2. If the district attorney is aware of any evidence which will explain away the charge, he shall submit it to the grand jury.
We conclude that the prior inconsistent statement of a witness does not "explain away [a criminal] charge" within the meaning of the exculpatory evidence statute. There are a variety of reasons why witnesses give varying statements at different stages of an investigation or proceeding. These may include a witness' reluctance to involve him or herself in a criminal investigation or the ability of the reporter taking a later statement to develop the witness' statement in greater detail. In addition, the loss of memory or the witness' recollection of additional facts will cause statements to be inconsistent at different times.
Although a criminal defendant is certainly entitled to impeach a witness' credibility and testimony at trial based upon prior inconsistencies, the simple fact that a witness has contradicted himself in the past does not tend to "explain away the charge," and therefore make the witness' first statement "exculpatory" within the meaning of the exculpatory evidence statute. Accordingly, we reject this argument.
Lay also asserts that "improper material" was introduced at the grand jury proceeding, including the fact that the state repeatedly referred to and questioned witnesses on gang activity and referred to additional security at the grand jury proceeding.
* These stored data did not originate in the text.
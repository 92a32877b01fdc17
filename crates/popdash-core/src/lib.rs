pub mod config;
pub mod error;

pub use config::{Config, StorageConfig, WeatherConfig};
pub use error::AppError;

use anyhow::Result;

/// Initialize logging for the application.
pub fn init() -> Result<()> {
    tracing_subscriber::fmt()
        .with_env_filter(
            tracing_subscriber::EnvFilter::try_from_default_env()
                .unwrap_or_else(|_| tracing_subscriber::EnvFilter::new("info")),
        )
        .init();

    tracing::info!("Popdash core initialized");
    Ok(())
}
He asserts that the proceeding was thereby contaminated and that the grand jury indictment should have been dismissed.
Dismissal of an indictment on the basis of governmental misconduct is an extreme sanction that should be utilized infrequently. Sheriff v. Keeney, 106 Nev. 213, 216, 791 P.2d 55, 57 (1990). In order to warrant dismissal of an indictment the defendant must show substantial prejudice. Id. (citing Buzbee v. Donnelly, 634 P.2d 1244, 1255 (N.M. 1981)). Although prejudice was not defined in Keeney, we conclude a defendant shows prejudice only when there is a reasonable probability that the outcome would have been different absent the misconduct. See, e.g., Strickland v. Washington, 466 U.S. 688, 694 (1984) (defining prejudice in the context of an ineffective assistance of counsel claim).
In the instant case, the grand jury heard overwhelming evidence to support a true bill during the grand jury proceeding, and we conclude that the information alleged to have contaminated the proceeding would not have changed that outcome. As a result, Lay cannot show prejudice sufficient to require dismissal of the indictment.
Finally, Lay claims that the above errors, taken together, require reversal of his conviction because of their cumulatively negative effect on the trial. While improper comments or misconduct of a prosecutor alone may not warrant reversal of a conviction, such items, taken together with other errors at trial, may require reversal when the effect of such error and conduct is to deprive the defendant of a fair trial. See Sipsas v. State, 102 Nev. 119, 124-25, 716 P.2d 231, 235 (1986). The quantum of evidence against a defendant is a relevant consideration in determining whether cumulative error had such a prejudicial effect. Id. In the instant case, although we have determined that the prosecutor focused disproportionately on the witnesses' reluctance to testify, we note that the eyewitness testimony and inferences to be drawn from the circumstantial evidence in this case provided overwhelming evidence of Lay's involvement in and commission of the murder of Carter.
Accordingly, we reject Lay's contentions and affirm the judgment of conviction and sentences imposed by the trial judge.